Everyone needs a Job
Even recluse monks have a job – to sit quietly, alone, sometimes years at a time, to ponder and to pray. That is a job – and a hard one. But what about those people who don’t have a job?
A recent study of the neural paths of a bird’s brain, when caged, showed atrophy and an almost complete diminishment of their brain capacity. Why? They knew where their food was – they had no place to go and the boredom of not having “anything to do” finally had its effect. Birds in the wild however, when compared, had deep neural pathways in their brains as they enjoyed the freedom of flight and the daily hunt for food. They had a job! The good news is that once the caged birds were set free, the neural pathways regained their normal capacity which means such a potential continues to live on in the brain. All that is needed is the challenge of stimulation.
I struggle with the reality that many in this world don’t have work, as I witness so much that needs to be done. I think financial support should be given for each day of cleaning graffiti or planting flowers in city parks. Trash is to be picked up, grass is to be mowed, the lonely are to be visited and our children are to be supervised while everyone else is out doing “their job”. Those are real jobs – and the list is enormous.
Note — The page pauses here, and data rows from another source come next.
pub struct BotService {
    cfg: Arc<Config>,
    state: RwLock<BotState>,
    watch: KeywordWatch,
    recent: Mutex<RecentMessages>,
    messenger: Arc<dyn MessagingPort>,
    completion: Option<Arc<dyn CompletionClient>>,
    rate_limiter: Mutex<RateLimiter>,
    bot_username: Option<String>,
    started_at: DateTime<Utc>,
}

impl BotService {
    pub fn new(
        cfg: Arc<Config>,
        messenger: Arc<dyn MessagingPort>,
        completion: Option<Arc<dyn CompletionClient>>,
    ) -> Self {
        Self {
            state: RwLock::new(BotState {
                mode: Mode::default(),
                model: cfg.openai_model,
            }),
            watch: KeywordWatch::new(cfg.keywords.clone()),
            recent: Mutex::new(RecentMessages::new(cfg.history_limit)),
            rate_limiter: Mutex::new(RateLimiter::new(
                cfg.rate_limit_enabled,
                cfg.rate_limit_requests,
                cfg.rate_limit_window,
            )),
            messenger,
            completion,
            bot_username: None,
            started_at: Utc::now(),
            cfg,
        }
    }

    /// Our own `@username`, used to ignore commands addressed to other bots.
    pub fn with_bot_username(mut self, username: impl Into<String>) -> Self {
        self.bot_username = Some(username.into());
        self
    }

    pub async fn state(&self) -> BotState {
        *self.state.read().await
    }

    pub async fn handle_message(&self, msg: IncomingMessage) -> Result<()> {
        if msg.chat_kind == ChatKind::Channel {
            return Ok(());
        }

        if is_command(&msg.text) {
            return match BotCommand::parse(&msg.text, self.bot_username.as_deref()) {
                Some(cmd) => self.handle_command(&msg, cmd).await,
                None => Ok(()),
            };
        }

        match msg.chat_kind {
            ChatKind::Private => self.handle_private(&msg).await,
            ChatKind::Group | ChatKind::Supergroup => self.handle_group(&msg).await,
            ChatKind::Channel => Ok(()),
        }
    }

    // ============== Commands ==============

    async fn handle_command(&self, msg: &IncomingMessage, cmd: BotCommand) -> Result<()> {
        let owner = is_owner(msg.user_id, self.cfg.owner_id);
        let restricted = self.cfg.admin_only_commands && !owner;
        debug!(user_id = msg.user_id.0, ?cmd, owner, "command");

        if restricted && cmd.is_admin() {
            return self
                .answer(msg, "⛔ Only the bot owner can change the mode or model.")
                .await;
        }

        let html = match cmd {
            BotCommand::Start if restricted => self.status_html().await,
            BotCommand::Start => {
                let model = self.set_mode(Mode::ForwardOnly).await;
                [
                    "🔔 已切换到 <b>只转发模式</b>".to_string(),
                    "📌 私聊消息将转发给管理员，不调用 GPT".to_string(),
                    format!("📦 当前模型：{model}"),
                ]
                .join("\n")
            }
            BotCommand::Chat => {
                let model = self.set_mode(Mode::Chat).await;
                let mut lines = vec![
                    "💬 已切换到 <b>聊天模式</b>".to_string(),
                    "📌 私聊将调用 GPT 回复（群聊仍会关键词监听并转发）".to_string(),
                    format!("📦 当前模型：{model}"),
                ];
                if self.completion.is_none() {
                    lines.push("⚠️ 未配置 OPENAI_API_KEY，GPT 回复不可用".to_string());
                }
                lines.join("\n")
            }
            BotCommand::Model(None) => {
                format!("ℹ️ Current model: {}", self.state().await.model)
            }
            BotCommand::Model(Some(name)) => match name.parse::<ModelChoice>() {
                Ok(model) => {
                    self.state.write().await.model = model;
                    info!(user_id = msg.user_id.0, %model, "model switched");
                    format!("✅ Model switched to: {model}")
                }
                Err(_) => format!(
                    "❌ Invalid model. Allowed: {}",
                    ModelChoice::allowed_list()
                ),
            },
            BotCommand::Status => self.status_html().await,
            BotCommand::Ping => "✅ I'm alive".to_string(),
            BotCommand::Help => help_html(),
        };

        self.answer(msg, &html).await
    }

    /// Switch mode and return the current model for the banner.
    async fn set_mode(&self, mode: Mode) -> ModelChoice {
        let mut st = self.state.write().await;
        if st.mode != mode {
            info!(mode = mode.label(), "mode switched");
        }
        st.mode = mode;
        st.model
    }

    async fn status_html(&self) -> String {
        let st = self.state().await;
        let uptime = (Utc::now() - self.started_at).num_seconds();
        let mut lines = vec![
            format!("📊 当前模式：{}", st.mode.label()),
            format!("📦 当前模型：{}", st.model),
            format!("👀 关键词：{}", self.watch.keywords().len()),
            format!("⏱️ 运行时间：{}", format_duration(uptime)),
        ];
        if self.completion.is_none() {
            lines.push("⚠️ GPT 未配置".to_string());
        }
        lines.join("\n")
    }

    // ============== Private chats ==============

    async fn handle_private(&self, msg: &IncomingMessage) -> Result<()> {
        match self.state().await.mode {
            Mode::Chat => self.chat_reply(msg).await,
            Mode::ForwardOnly => self.forward_to_owner(msg).await,
        }
    }

    async fn chat_reply(&self, msg: &IncomingMessage) -> Result<()> {
        if let Some(wait) = self.rate_limited(msg.user_id).await {
            return self
                .answer(msg, &format!("⏳ Too many requests. Try again in {wait}s."))
                .await;
        }

        if let Err(e) = self
            .messenger
            .send_chat_action(msg.chat_id, ChatAction::Typing)
            .await
        {
            debug!(error = %e, "typing indicator failed");
        }

        let reply = self.ask_model(&msg.text).await;
        for chunk in split_chunks(&reply, self.cfg.telegram_safe_limit) {
            self.answer(msg, &render_reply(&chunk)).await?;
        }
        Ok(())
    }

    async fn forward_to_owner(&self, msg: &IncomingMessage) -> Result<()> {
        if is_owner(msg.user_id, self.cfg.owner_id) {
            return self
                .answer(
                    msg,
                    "ℹ️ 当前为只转发模式，管理员自己的消息不会被转发。发送 /chat 切换到聊天模式。",
                )
                .await;
        }

        let header = sender_header("📬 <b>Private DM</b>", msg.username.as_deref(), msg.user_id);
        let head = format!("{header}\n\n💬 Message:\n");

        if let Err(e) = self.send_to_owner(&head, &msg.text, escape_html).await {
            warn!(user_id = msg.user_id.0, error = %e, "forward to owner failed");
            self.answer(msg, "❌ 转发失败，请稍后再试。").await?;
            return Err(e);
        }

        info!(user_id = msg.user_id.0, "forwarded private message to owner");
        self.answer(msg, "✅ 已转发你的消息给管理员。").await
    }

    // ============== Groups ==============

    async fn handle_group(&self, msg: &IncomingMessage) -> Result<()> {
        let Some(keyword) = self.watch.first_match(&msg.text) else {
            return Ok(());
        };
        info!(
            user_id = msg.user_id.0,
            chat_id = msg.chat_id.0,
            keyword,
            "keyword triggered"
        );

        let window = self.recent.lock().await.push(msg.user_id, &msg.text);

        let summary = match self.rate_limited(msg.user_id).await {
            Some(wait) => format!("⏳ Summary skipped: rate limited for {wait}s."),
            None => self.ask_model(&summary_prompt(&window)).await,
        };

        let mut header = sender_header("📩 <b>Group Trigger</b>", msg.username.as_deref(), msg.user_id);
        if let Some(title) = &msg.chat_title {
            header.push_str(&format!("\n👥 Group: {}", escape_html(title)));
        }
        let recent = window.join("\n");
        let full = format!(
            "{header}\n\n🗣 Recent Messages:\n{}\n\n🧠 Summary by GPT:\n{}",
            escape_html(&recent),
            render_reply(&summary)
        );
        let notified = if utf16_len(&full) <= self.cfg.telegram_safe_limit {
            self.messenger
                .send_html(self.owner_chat(), &full)
                .await
                .map(|_| ())
        } else {
            let head = format!("{header}\n\n🗣 Recent Messages:\n");
            match self.send_to_owner(&head, &recent, escape_html).await {
                Ok(()) => {
                    self.send_to_owner("🧠 Summary by GPT:\n", &summary, render_reply)
                        .await
                }
                Err(e) => Err(e),
            }
        };

        if let Err(e) = notified {
            warn!(chat_id = msg.chat_id.0, error = %e, "group trigger notification failed");
        }

        let mention = match &msg.username {
            Some(name) => format!("@{}", escape_html(name)),
            None => format!(
                "<a href=\"tg://user?id={}\">{}</a>",
                msg.user_id.0,
                escape_html(&msg.display_name)
            ),
        };
        self.messenger
            .reply_html(
                msg.message_ref(),
                &format!("🔔 Hey {mention}, your message triggered a keyword alert!"),
            )
            .await?;
        Ok(())
    }

    // ============== Helpers ==============

    /// Ask the completion model; failures become a user-visible error string.
    async fn ask_model(&self, prompt: &str) -> String {
        let Some(client) = &self.completion else {
            return "❌ Error from GPT: OPENAI_API_KEY is not configured".to_string();
        };
        let model = self.state().await.model;
        let req = CompletionRequest {
            model,
            system_prompt: SYSTEM_PROMPT.to_string(),
            prompt: prompt.to_string(),
        };
        match client.complete(req).await {
            Ok(text) => text,
            Err(e) => {
                warn!(%model, error = %e, "completion failed");
                format!("❌ Error from GPT: {e}")
            }
        }
    }

    /// Seconds to wait if the user is over the completion budget.
    async fn rate_limited(&self, user_id: UserId) -> Option<u64> {
        let (allowed, retry_after) = self.rate_limiter.lock().await.check(user_id);
        if allowed {
            return None;
        }
        let wait = retry_after.map(|d| d.as_secs().max(1)).unwrap_or(1);
        info!(user_id = user_id.0, wait, "rate limited");
        Some(wait)
    }

    fn owner_chat(&self) -> ChatId {
        ChatId::from(self.cfg.owner_id)
    }

    /// Send trusted `head` markup followed by `body` rendered with `render`.
    ///
    /// An oversized body is split before rendering so every piece is valid HTML.
    async fn send_to_owner(
        &self,
        head: &str,
        body: &str,
        render: fn(&str) -> String,
    ) -> Result<()> {
        let limit = self.cfg.telegram_safe_limit;
        let owner_chat = self.owner_chat();
        if utf16_len(head) + utf16_len(body) <= limit {
            self.messenger
                .send_html(owner_chat, &format!("{head}{}", render(body)))
                .await?;
            return Ok(());
        }

        self.messenger.send_html(owner_chat, head.trim_end()).await?;
        for chunk in split_chunks(body, limit) {
            self.messenger.send_html(owner_chat, &render(&chunk)).await?;
        }
        Ok(())
    }

    /// Private chats get a plain message; groups get a reply to the command.
    async fn answer(&self, msg: &IncomingMessage, html: &str) -> Result<()> {
        let sent = if msg.chat_kind == ChatKind::Private {
            self.messenger.send_html(msg.chat_id, html).await
        } else {
            self.messenger.reply_html(msg.message_ref(), html).await
        };
        sent.map(|_| ())
    }
}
My teaching is consistently about people finding their WORK – something beyond their job as our work becomes a fulfillment of our purpose and the answer to “Why we are here”. But geez – if you have no job, we have to back up and start at the beginning. In our jobs, we may find the first inkling of our work – and the purpose that drives it.
I met a young man doing his job the other day. He arrived at the farm to lay out the pattern for the new power line that is going underground. When asked where his flag markers were, he said he had run out. “Well how are you going to mark the line for the trench?” I asked. “I’m going to use this red spray paint”, he replied.
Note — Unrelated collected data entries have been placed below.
use std::{
    env, fmt,
    path::{Path, PathBuf},
    time::Duration,
};

use crate::{domain::UserId, errors::Error, model::types::ModelChoice, Result};

pub const DEFAULT_KEYWORDS: &[&str] = &[
    "Netflix", "YouTube", "shared", "rent", "group", "上车", "合租",
];
pub const DEFAULT_OPENAI_BASE_URL: &str = "https://api.openai.com/v1";

/// Upper bound for every duration setting (one week).
pub const MAX_DURATION_SECS: u64 = 7 * 24 * 60 * 60;

/// Typed configuration, read once at process start.
///
/// Every key here is also listed in `.env.example`; the deploy manifest test
/// keeps the two in sync.
#[derive(Clone)]
pub struct Config {
    // Required
    pub bot_token: String,
    pub owner_id: UserId,

    // Completion backend
    pub openai_api_key: Option<String>,
    pub openai_base_url: String,
    pub openai_model: ModelChoice,
    pub openai_timeout: Duration,

    // Group watch
    pub keywords: Vec<String>,
    pub history_limit: usize,

    // Behavior flags
    pub admin_only_commands: bool,

    // Rate limiting (completion calls only)
    pub rate_limit_enabled: bool,
    pub rate_limit_requests: u32,
    pub rate_limit_window: Duration,

    // Telegram
    pub polling_timeout: Duration,
    pub telegram_safe_limit: usize,

    // Outbound proxy
    pub http_proxy: Option<String>,
    pub https_proxy: Option<String>,
    pub no_proxy: Option<String>,
}

impl Config {
    /// Load from `.env` (if present) and the process environment.
    ///
    /// `.env` never overrides variables that are already set, so compose
    /// `environment:` entries win over a stray file baked into the image.
    pub fn load() -> Result<Self> {
        load_env_file();
        Self::from_lookup(|key| env::var(key).ok())
    }

    pub fn from_lookup(lookup: impl Fn(&str) -> Option<String>) -> Result<Self> {
        let env = Env(&lookup);

        let bot_token = env
            .first(&["BOT_TOKEN", "TELEGRAM_BOT_TOKEN"])
            .ok_or_else(|| {
                Error::Config("BOT_TOKEN environment variable is required".to_string())
            })?;

        let owner_raw = env.first(&["OWNER_ID", "FORWARD_TO_ID"]).ok_or_else(|| {
            Error::Config("OWNER_ID environment variable is required".to_string())
        })?;
        let owner_id = owner_raw.parse::<i64>().map(UserId).map_err(|_| {
            Error::Config(format!(
                "OWNER_ID must be an integer user id, not @username (got {owner_raw:?})"
            ))
        })?;

        let openai_api_key = env.get("OPENAI_API_KEY");
        let openai_base_url = env
            .get("OPENAI_BASE_URL")
            .map(|s| s.trim_end_matches('/').to_string())
            .unwrap_or_else(|| DEFAULT_OPENAI_BASE_URL.to_string());
        let openai_model = match env.get("OPENAI_MODEL") {
            Some(name) => name.parse::<ModelChoice>().map_err(Error::Config)?,
            None => ModelChoice::default(),
        };
        let openai_timeout = env.secs("OPENAI_TIMEOUT_SECS").unwrap_or(Duration::from_secs(60));

        let keywords = match env.get("KEYWORDS") {
            Some(raw) => parse_csv(&raw),
            None => DEFAULT_KEYWORDS.iter().map(|s| s.to_string()).collect(),
        };
        let history_limit = env.usize("HISTORY_LIMIT").unwrap_or(5).max(1);

        let admin_only_commands = env.bool("ADMIN_ONLY_COMMANDS").unwrap_or(true);

        let rate_limit_enabled = env.bool("RATE_LIMIT_ENABLED").unwrap_or(true);
        let rate_limit_requests = env.u32("RATE_LIMIT_REQUESTS").unwrap_or(20).max(1);
        let rate_limit_window = env.secs("RATE_LIMIT_WINDOW").unwrap_or(Duration::from_secs(60));

        let polling_timeout = env
            .secs("POLLING_TIMEOUT_SECS")
            .unwrap_or(Duration::from_secs(60));

        let http_proxy = env.first(&["HTTP_PROXY", "http_proxy"]);
        let https_proxy = env.first(&["HTTPS_PROXY", "https_proxy"]);
        let no_proxy = env.first(&["NO_PROXY", "no_proxy"]);
        for (key, value) in [("HTTP_PROXY", &http_proxy), ("HTTPS_PROXY", &https_proxy)] {
            if let Some(v) = value {
                validate_proxy_url(key, v)?;
            }
        }

        Ok(Self {
            bot_token,
            owner_id,
            openai_api_key,
            openai_base_url,
            openai_model,
            openai_timeout,
            keywords,
            history_limit,
            admin_only_commands,
            rate_limit_enabled,
            rate_limit_requests,
            rate_limit_window,
            polling_timeout,
            telegram_safe_limit: 4000,
            http_proxy,
            https_proxy,
            no_proxy,
        })
    }

    /// Proxy for HTTPS traffic (both Telegram and OpenAI are HTTPS-only).
    pub fn outbound_proxy(&self) -> Option<&str> {
        self.https_proxy.as_deref().or(self.http_proxy.as_deref())
    }

    pub fn completion_available(&self) -> bool {
        self.openai_api_key.is_some()
    }
}

impl fmt::Debug for Config {
    fn fmt(&self, f: &mut fmt::Formatter<'_>) -> fmt::Result {
        f.debug_struct("Config")
            .field("bot_token", &"<redacted>")
            .field("owner_id", &self.owner_id)
            .field(
                "openai_api_key",
                &self.openai_api_key.as_ref().map(|_| "<redacted>"),
            )
            .field("openai_base_url", &self.openai_base_url)
            .field("openai_model", &self.openai_model)
            .field("openai_timeout", &self.openai_timeout)
            .field("keywords", &self.keywords)
            .field("history_limit", &self.history_limit)
            .field("admin_only_commands", &self.admin_only_commands)
            .field("rate_limit_enabled", &self.rate_limit_enabled)
            .field("rate_limit_requests", &self.rate_limit_requests)
            .field("rate_limit_window", &self.rate_limit_window)
            .field("polling_timeout", &self.polling_timeout)
            .field("http_proxy", &self.http_proxy.as_deref().map(redact_userinfo))
            .field("https_proxy", &self.https_proxy.as_deref().map(redact_userinfo))
            .field("no_proxy", &self.no_proxy)
            .finish()
    }
}

/// Load `.env` from the working directory or a parent into the process
/// environment. Variables that are already set are left alone.
///
/// Runs before logging is initialized so `RUST_LOG` may come from `.env`.
pub fn load_env_file() -> Option<PathBuf> {
    dotenvy::dotenv().ok()
}

/// Like [`load_env_file`] for an explicit path; `false` if it could not be read.
pub fn load_env_file_from(path: &Path) -> bool {
    dotenvy::from_path(path).is_ok()
}

/// Environment accessor; blank values count as unset.
struct Env<'a>(&'a dyn Fn(&str) -> Option<String>);

impl Env<'_> {
    fn get(&self, key: &str) -> Option<String> {
        (self.0)(key)
            .map(|s| s.trim().to_string())
            .filter(|s| !s.is_empty())
    }

    fn first(&self, keys: &[&str]) -> Option<String> {
        keys.iter().find_map(|k| self.get(k))
    }

    fn bool(&self, key: &str) -> Option<bool> {
        self.get(key)
            .map(|s| matches!(s.to_lowercase().as_str(), "1" | "true" | "yes" | "on"))
    }

    fn u64(&self, key: &str) -> Option<u64> {
        self.get(key).and_then(|s| s.parse::<u64>().ok())
    }

    /// Whole seconds, clamped to [`MAX_DURATION_SECS`].
    fn secs(&self, key: &str) -> Option<Duration> {
        self.u64(key)
            .map(|n| Duration::from_secs(n.min(MAX_DURATION_SECS)))
    }

    fn u32(&self, key: &str) -> Option<u32> {
        self.get(key).and_then(|s| s.parse::<u32>().ok())
    }

    fn usize(&self, key: &str) -> Option<usize> {
        self.get(key).and_then(|s| s.parse::<usize>().ok())
    }
}

fn parse_csv(v: &str) -> Vec<String> {
    v.split(',')
        .map(|s| s.trim())
        .filter(|s| !s.is_empty())
        .map(|s| s.to_string())
        .collect()
}

fn validate_proxy_url(key: &str, value: &str) -> Result<()> {
    const SCHEMES: [&str; 4] = ["http://", "https://", "socks5://", "socks5h://"];
    let lower = value.to_lowercase();
    if let Some(scheme) = SCHEMES.iter().find(|s| lower.starts_with(*s)) {
        if value.len() > scheme.len() {
            return Ok(());
        }
    }
    Err(Error::Config(format!(
        "{key} must be a proxy URL such as http://host:port (got {:?})",
        redact_userinfo(value)
    )))
}

/// Hide `user:pass@` in proxy URLs before they reach logs.
fn redact_userinfo(url: &str) -> String {
    let Some(scheme_end) = url.find("://") else {
        return url.to_string();
    };
    let rest = &url[scheme_end + 3..];
    match rest.find('@') {
        Some(at) => format!("{}://***@{}", &url[..scheme_end], &rest[at + 1..]),
        None => url.to_string(),
    }
}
“Well, normally that would work”, I countered, “but there are about 4 inches of snow on the ground. And tomorrow, it is supposed to be warm and the snow is going to melt,” I continued.
“I know,” he replied as he continued his job spraying the snow with a red line.
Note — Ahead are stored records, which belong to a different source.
//! Core domain + application logic for the rental-group Telegram bot.
//!
//! This crate is framework-agnostic. Telegram and the OpenAI completion API
//! live behind ports (traits) implemented in adapter crates.

pub mod commands;
pub mod config;
pub mod domain;
pub mod errors;
pub mod formatting;
pub mod logging;
pub mod messaging;
pub mod model;
pub mod security;
pub mod service;
pub mod watch;

pub use errors::{Error, Result};
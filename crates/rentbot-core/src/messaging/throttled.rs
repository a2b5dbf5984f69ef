use std::{collections::HashMap, sync::Arc, time::Duration};

use tokio::sync::Mutex;
use tokio::time::{sleep, Instant};

use crate::{
    domain::{ChatId, MessageRef},
    messaging::{
        port::MessagingPort,
        types::{ChatAction, MessagingCapabilities},
    },
    Result,
};

#[derive(Clone, Copy, Debug)]
pub struct ThrottleConfig {
    /// Minimum spacing between any two Bot API calls.
    pub global_min_interval: Duration,
    /// Minimum spacing between calls into the same chat.
    pub per_chat_min_interval: Duration,
}

impl Default for ThrottleConfig {
    fn default() -> Self {
        Self {
            global_min_interval: Duration::from_millis(40), // ~25/sec
            per_chat_min_interval: Duration::from_millis(1050), // ~0.95/sec
        }
    }
}

#[derive(Debug)]
struct IntervalLimiter {
    interval: Duration,
    next: Option<Instant>,
}

impl IntervalLimiter {
    fn new(interval: Duration) -> Self {
        Self {
            interval,
            next: None,
        }
    }

    /// Reserve the next slot and return how long the caller must wait for it.
    fn reserve_at(&mut self, now: Instant) -> Duration {
        let start = match self.next {
            Some(next) if next > now => next,
            _ => now,
        };
        self.next = Some(start + self.interval);
        start.saturating_duration_since(now)
    }
}

/// Limiter count that triggers dropping idle chats.
const CHAT_SWEEP_AT: usize = 256;

/// Per-chat limiters. A limiter whose slot is already in the past behaves like a
/// fresh one, so those are dropped once the map grows past [`CHAT_SWEEP_AT`].
#[derive(Debug)]
struct ChatLimiters {
    interval: Duration,
    by_chat: HashMap<i64, IntervalLimiter>,
    next_sweep_at: usize,
}

impl ChatLimiters {
    fn new(interval: Duration) -> Self {
        Self {
            interval,
            by_chat: HashMap::new(),
            next_sweep_at: CHAT_SWEEP_AT,
        }
    }

    fn reserve_at(&mut self, chat_id: i64, now: Instant) -> Duration {
        if self.by_chat.len() >= self.next_sweep_at {
            self.by_chat.retain(|_, l| l.next.is_some_and(|next| next > now));
            self.next_sweep_at = (self.by_chat.len() * 2).max(CHAT_SWEEP_AT);
        }
        let interval = self.interval;
        self.by_chat
            .entry(chat_id)
            .or_insert_with(|| IntervalLimiter::new(interval))
            .reserve_at(now)
    }
}

/// `MessagingPort` decorator that spaces out outbound calls.
///
/// A keyword burst in a busy group turns into one owner message plus one group
/// reply per hit, which is exactly the pattern Telegram answers with 429s.
pub struct ThrottledMessenger {
    inner: Arc<dyn MessagingPort>,
    global: Mutex<IntervalLimiter>,
    per_chat: Mutex<ChatLimiters>,
}

impl ThrottledMessenger {
    pub fn new(inner: Arc<dyn MessagingPort>, cfg: ThrottleConfig) -> Self {
        Self {
            inner,
            global: Mutex::new(IntervalLimiter::new(cfg.global_min_interval)),
            per_chat: Mutex::new(ChatLimiters::new(cfg.per_chat_min_interval)),
        }
    }

    async fn throttle_chat(&self, chat_id: ChatId) {
        let now = Instant::now();
        let global_wait = self.global.lock().await.reserve_at(now);
        let chat_wait = self.per_chat.lock().await.reserve_at(chat_id.0, now);

        let wait = global_wait.max(chat_wait);
        if !wait.is_zero() {
            tracing::debug!(chat_id = chat_id.0, wait_ms = wait.as_millis() as u64, "throttling");
            sleep(wait).await;
        }
    }
}

#[async_trait::async_trait]
impl MessagingPort for ThrottledMessenger {
    fn capabilities(&self) -> MessagingCapabilities {
        self.inner.capabilities()
    }

    async fn send_html(&self, chat_id: ChatId, html: &str) -> Result<MessageRef> {
        self.throttle_chat(chat_id).await;
        self.inner.send_html(chat_id, html).await
    }

    async fn reply_html(&self, to: MessageRef, html: &str) -> Result<MessageRef> {
        self.throttle_chat(to.chat_id).await;
        self.inner.reply_html(to, html).await
    }

    async fn send_chat_action(&self, chat_id: ChatId, action: ChatAction) -> Result<()> {
        // Typing indicators are cosmetic; they must not delay real messages.
        self.inner.send_chat_action(chat_id, action).await
    }
}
Unable to do brain surgery there on the spot, I had to just assume that perhaps his neural pathways had shrunken considerably. Perhaps the theory about a caged bird was not extensive enough and should have included humans. The second option was that he works for a Utility Conglomerate that only has “quota” in mind and “getting the job done” is primary– even if the result lasts for only a few hours.
Walking away with a smile and a thanking him for coming, I had the feeling that he too needed a job – but a different one.